Bond buyers return to online lenders
After the rather spectacular fireworks display that Lending Club had around this time last year, it wasn’t a big surprise when the bond buyers who had grabbed the P2P market debt suddenly got cold. in the eyes and began to shy away from these market lending platforms.
But in the year after the Great Crisis – as companies like OnDeck, Prosper and Lending Club saw their balance sheets collapse – these companies rethought the way they manage risk, securitize loans and recruit. their executives.
The thinking, the Wall Street Journal notes, is a little less Silicon Valley and a little more Wall Street these days to counter investor skepticism.
And these efforts are showing the first signs of success.
As of April this year, more than $ 2 billion in loan-backed securities have been sold or are being prepared for imminent sale, according to rating companies and people familiar with the matter.
This is much needed good news for the segment, as it represents more than what was released in the second quarter of 2016, according to data tracker PeerIQ.
And that appears to be a continuation of recent activity which saw $ 3 billion of online loan-backed bonds issued in the first quarter of 2017, double the amount for the same period a year earlier.
The boost in confidence, according to investors, came as online lenders decided to tighten up and professionalize their lending and lending criteria.

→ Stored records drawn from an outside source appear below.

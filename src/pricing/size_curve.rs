/// Area-based discount curve
///
/// Full price up to `full_price_area` square inches, then a linear ramp down
/// to `1.0 - max_discount` at `floor_area`, flat beyond that.
#[derive(Debug, Clone, Copy, PartialEq)]
pub struct SizeCurve {
    pub full_price_area: f64,
    pub floor_area: f64,
    pub max_discount: f64,
}

impl SizeCurve {
    pub const fn new(full_price_area: f64, floor_area: f64, max_discount: f64) -> Self {
        Self {
            full_price_area,
            floor_area,
            max_discount,
        }
    }

    /// Multiplier applied to the base unit price for a piece of `area_in2`
    pub fn multiplier(&self, area_in2: f64) -> f64 {
        let span = self.floor_area - self.full_price_area;
        if span <= 0.0 {
            return if area_in2 <= self.full_price_area {
                1.0
            } else {
                1.0 - self.max_discount
            };
        }

        let t = ((area_in2 - self.full_price_area) / span).clamp(0.0, 1.0);
        1.0 - self.max_discount * t
    }
}

impl Default for SizeCurve {
    /// 1.00 at 9 in², ramping to 0.80 at 16 in²
    fn default() -> Self {
        Self::new(9.0, 16.0, 0.20)
    }
}

#[cfg(test)]
mod tests {
    use super::*;

    fn approx(a: f64, b: f64) -> bool {
        (a - b).abs() < 1e-12
    }

    #[test]
    fn test_full_price_at_and_below_nine() {
        let curve = SizeCurve::default();
        assert_eq!(curve.multiplier(9.0), 1.0);
        assert_eq!(curve.multiplier(1.0), 1.0);
        assert_eq!(curve.multiplier(0.25), 1.0);
    }

    #[test]
    fn test_floor_at_and_above_sixteen() {
        let curve = SizeCurve::default();
        assert!(approx(curve.multiplier(16.0), 0.80));
        assert!(approx(curve.multiplier(144.0), 0.80));
    }

    #[test]
    fn test_midpoint() {
        let curve = SizeCurve::default();
        assert!(approx(curve.multiplier(12.5), 0.90));
    }

    #[test]
    fn test_ramp_is_monotonic() {
        let curve = SizeCurve::default();
        let mut previous = curve.multiplier(9.0);
        for step in 1..=70 {
            let area = 9.0 + step as f64 * 0.1;
            let current = curve.multiplier(area);
            assert!(current <= previous, "multiplier rose at area {}", area);
            previous = current;
        }
    }

    #[test]
    fn test_degenerate_span_is_a_step() {
        let curve = SizeCurve::new(10.0, 10.0, 0.5);
        assert_eq!(curve.multiplier(10.0), 1.0);
        assert_eq!(curve.multiplier(10.5), 0.5);
    }
}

“It was really important to see that there was some kind of consumer lending context… as opposed to just an algorithm,” said Joseph Astorina, head of asset-backed securities research at AllianceBernstein Holding LP.
Online loan-backed bonds are only a small part of the securitization market – in 2016, $ 7.8 billion in online loan-backed bonds were issued, compared to $ 191 billion in total issuance of asset-backed securities, according to S&P Global Ratings.

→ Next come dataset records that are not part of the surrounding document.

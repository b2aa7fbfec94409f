use std::collections::BTreeMap;
use std::fmt;
use std::str::FromStr;

use thiserror::Error;

/// Errors raised while building a rate table
#[derive(Debug, Clone, PartialEq, Error)]
pub enum RateTableError {
    #[error("Rate table must contain at least one breakpoint")]
    Empty,

    #[error("Breakpoint quantity must be positive")]
    ZeroBreakpoint,

    #[error("Rate for quantity {quantity} must be a positive number, got {rate}")]
    InvalidRate { quantity: u32, rate: f64 },

    #[error("Malformed rate table entry '{0}', expected 'quantity:rate'")]
    MalformedEntry(String),
}

/// Per-square-foot rates keyed by quantity breakpoint
///
/// Lookup is exact-match only. Quantities that are not a breakpoint are
/// charged at the smallest breakpoint's rate, never interpolated.
#[derive(Debug, Clone, PartialEq)]
pub struct RateTable {
    rates: BTreeMap<u32, f64>,
}

impl RateTable {
    /// Build a rate table from `(quantity, dollars per sqft)` pairs
    pub fn new<I>(entries: I) -> Result<Self, RateTableError>
    where
        I: IntoIterator<Item = (u32, f64)>,
    {
        let mut rates = BTreeMap::new();
        for (quantity, rate) in entries {
            if quantity == 0 {
                return Err(RateTableError::ZeroBreakpoint);
            }
            if !rate.is_finite() || rate <= 0.0 {
                return Err(RateTableError::InvalidRate { quantity, rate });
            }
            rates.insert(quantity, rate);
        }

        if rates.is_empty() {
            return Err(RateTableError::Empty);
        }

        Ok(Self { rates })
    }

    /// Rate for the given quantity, falling back to the smallest breakpoint
    pub fn rate_for(&self, quantity: u32) -> f64 {
        match self.rates.get(&quantity) {
            Some(rate) => *rate,
            None => self.fallback_rate(),
        }
    }

    /// Whether the quantity is one of the configured breakpoints
    pub fn is_breakpoint(&self, quantity: u32) -> bool {
        self.rates.contains_key(&quantity)
    }

    pub fn breakpoints(&self) -> impl Iterator<Item = u32> + '_ {
        self.rates.keys().copied()
    }

    fn fallback_rate(&self) -> f64 {
        // Construction guarantees at least one entry.
        self.rates.values().next().copied().unwrap_or_default()
    }
}

impl Default for RateTable {
    fn default() -> Self {
        Self {
            rates: BTreeMap::from([
                (50, 12.75),
                (100, 11.50),
                (250, 10.50),
                (500, 9.75),
                (1000, 9.00),
            ]),
        }
    }
}

/// Parses `"50:12.75,100:11.50"` style lists
impl FromStr for RateTable {
    type Err = RateTableError;

    fn from_str(s: &str) -> Result<Self, Self::Err> {
        let entries = s
            .split(',')
            .map(str::trim)
            .filter(|entry| !entry.is_empty())
            .map(|entry| {
                let (quantity, rate) = entry
                    .split_once(':')
                    .ok_or_else(|| RateTableError::MalformedEntry(entry.to_string()))?;
                let quantity = quantity
                    .trim()
                    .parse::<u32>()
                    .map_err(|_| RateTableError::MalformedEntry(entry.to_string()))?;
                let rate = rate
                    .trim()
                    .parse::<f64>()
                    .map_err(|_| RateTableError::MalformedEntry(entry.to_string()))?;
                Ok((quantity, rate))
            })
            .collect::<Result<Vec<_>, RateTableError>>()?;

        Self::new(entries)
    }
}

impl fmt::Display for RateTable {
    fn fmt(&self, f: &mut fmt::Formatter<'_>) -> fmt::Result {
        let entries: Vec<String> = self
            .rates
            .iter()
            .map(|(quantity, rate)| format!("{}:{:.2}", quantity, rate))
            .collect();
        write!(f, "{}", entries.join(","))
    }
}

And investors – although they are again more excited about the segment – are still cautious after the rounds of burns many suffered last year when bonds fell short of expectations for their market. performance.

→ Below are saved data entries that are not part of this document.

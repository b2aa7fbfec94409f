// Application configuration
// Loaded from environment variables (after `.env`) and validated before the
// server starts.

use std::str::FromStr;
use std::time::Duration;

use thiserror::Error;
use validator::Validate;

use crate::checkout::{stripe::DEFAULT_API_BASE, CheckoutUrls, StripeConfig};
use crate::pricing::{PriceCalculator, RateTable, DEFAULT_MINIMUM_TOTAL_CENTS};

const DEFAULT_SUCCESS_URL: &str = "https://www.unfoldingcreative.com/order-success";
const DEFAULT_CANCEL_URL: &str = "https://www.unfoldingcreative.com/orderstickers";
const DEFAULT_ALLOWED_ORIGINS: &str = "https://www.unfoldingcreative.com,https://unfoldingcreative.com";

/// Errors raised while loading configuration
#[derive(Debug, Error)]
pub enum ConfigError {
    #[error("Invalid value for {key}: {reason}")]
    Invalid { key: &'static str, reason: String },

    #[error("Configuration validation failed: {0}")]
    Validation(#[from] validator::ValidationErrors),
}

/// Server, pricing and checkout settings
#[derive(Debug, Clone, Validate)]
pub struct AppConfig {
    pub host: String,
    pub port: u16,

    pub rate_table: RateTable,

    /// Order floor in cents, within what the processor can charge
    #[validate(range(min = 50, max = 99999999, message = "Minimum total must be between 50 and 99999999 cents"))]
    pub minimum_total_cents: i64,

    #[validate(range(min = 0, message = "Price tolerance cannot be negative"))]
    pub price_tolerance_cents: i64,

    #[validate(url(message = "Success URL must be a valid URL"))]
    pub success_url: String,

    #[validate(url(message = "Cancel URL must be a valid URL"))]
    pub cancel_url: String,

    pub allow_all_origins: bool,

    #[validate(custom = "crate::validation::validate_origins")]
    pub allowed_origins: Vec<String>,

    pub stripe_secret_key: Option<String>,

    #[validate(url(message = "Stripe API base must be a valid URL"))]
    pub stripe_api_base: String,

    #[validate(range(min = 1, max = 120, message = "Stripe timeout must be between 1 and 120 seconds"))]
    pub stripe_timeout_secs: u64,
}

impl Default for AppConfig {
    fn default() -> Self {
        Self {
            host: "0.0.0.0".to_string(),
            port: 8080,
            rate_table: RateTable::default(),
            minimum_total_cents: DEFAULT_MINIMUM_TOTAL_CENTS,
            price_tolerance_cents: 1,
            success_url: DEFAULT_SUCCESS_URL.to_string(),
            cancel_url: DEFAULT_CANCEL_URL.to_string(),
            allow_all_origins: false,
            allowed_origins: split_list(DEFAULT_ALLOWED_ORIGINS),
            stripe_secret_key: None,
            stripe_api_base: DEFAULT_API_BASE.to_string(),
            stripe_timeout_secs: 15,
        }
    }
}

impl AppConfig {
    /// Load configuration from the process environment
    pub fn from_env() -> Result<Self, ConfigError> {
        Self::from_lookup(|key| std::env::var(key).ok())
    }

    /// Load configuration from a key lookup, falling back to defaults
    pub fn from_lookup<F>(lookup: F) -> Result<Self, ConfigError>
    where
        F: Fn(&str) -> Option<String>,
    {
        let get = |key: &str| lookup(key).map(|v| v.trim().to_string()).filter(|v| !v.is_empty());
        let defaults = Self::default();

        let config = Self {
            host: get("HOST").unwrap_or(defaults.host),
            port: parse_or("PORT", get("PORT"), defaults.port)?,
            rate_table: match get("RATE_TABLE") {
                Some(raw) => raw.parse().map_err(|e: crate::pricing::RateTableError| {
                    ConfigError::Invalid {
                        key: "RATE_TABLE",
                        reason: e.to_string(),
                    }
                })?,
                None => defaults.rate_table,
            },
            minimum_total_cents: parse_or("MIN_TOTAL_CENTS", get("MIN_TOTAL_CENTS"), defaults.minimum_total_cents)?,
            price_tolerance_cents: parse_or(
                "PRICE_TOLERANCE_CENTS",
                get("PRICE_TOLERANCE_CENTS"),
                defaults.price_tolerance_cents,
            )?,
            success_url: get("CHECKOUT_SUCCESS_URL").unwrap_or(defaults.success_url),
            cancel_url: get("CHECKOUT_CANCEL_URL").unwrap_or(defaults.cancel_url),
            allow_all_origins: parse_or("ALLOW_ALL_ORIGINS", get("ALLOW_ALL_ORIGINS"), defaults.allow_all_origins)?,
            allowed_origins: get("ALLOWED_ORIGINS")
                .map(|raw| split_list(&raw))
                .unwrap_or(defaults.allowed_origins),
            stripe_secret_key: get("STRIPE_SECRET_KEY"),
            stripe_api_base: get("STRIPE_API_BASE").unwrap_or(defaults.stripe_api_base),
            stripe_timeout_secs: parse_or(
                "STRIPE_TIMEOUT_SECS",
                get("STRIPE_TIMEOUT_SECS"),
                defaults.stripe_timeout_secs,
            )?,
        };

        config.validate()?;
        Ok(config)
    }

    pub fn bind_address(&self) -> String {
        format!("{}:{}", self.host, self.port)
    }

    pub fn price_calculator(&self) -> PriceCalculator {
        PriceCalculator::new(self.rate_table.clone(), self.minimum_total_cents)
    }

    pub fn checkout_urls(&self) -> CheckoutUrls {
        CheckoutUrls {
            success_url: self.success_url.clone(),
            cancel_url: self.cancel_url.clone(),
        }
    }

    /// Stripe settings, or `None` when no secret key is configured
    pub fn stripe(&self) -> Option<StripeConfig> {
        self.stripe_secret_key.as_ref().map(|secret_key| StripeConfig {
            secret_key: secret_key.clone(),
            api_base: self.stripe_api_base.clone(),
            timeout: Duration::from_secs(self.stripe_timeout_secs),
        })
    }
}

fn parse_or<T>(key: &'static str, raw: Option<String>, default: T) -> Result<T, ConfigError>
where
    T: FromStr,
    T::Err: std::fmt::Display,
{
    match raw {
        Some(raw) => raw.parse().map_err(|e: T::Err| ConfigError::Invalid {
            key,
            reason: format!("'{}': {}", raw, e),
        }),
        None => Ok(default),
    }
}

fn split_list(raw: &str) -> Vec<String> {
    raw.split(',')
        .map(str::trim)
        .filter(|item| !item.is_empty())
        .map(str::to_string)
        .collect()
}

According to people familiar with the matter, the amount of the segment actually recovered will be the subject of another litmus test in the coming weeks, as Lending Club markets a roughly $ 400 million back-to-back bond contract. to loans it has made to less creditworthy consumers. Last week, a $ 450.5 million deal backed by 39,334 Prosper personal loans was oversubscribed, according to anonymous inside sources.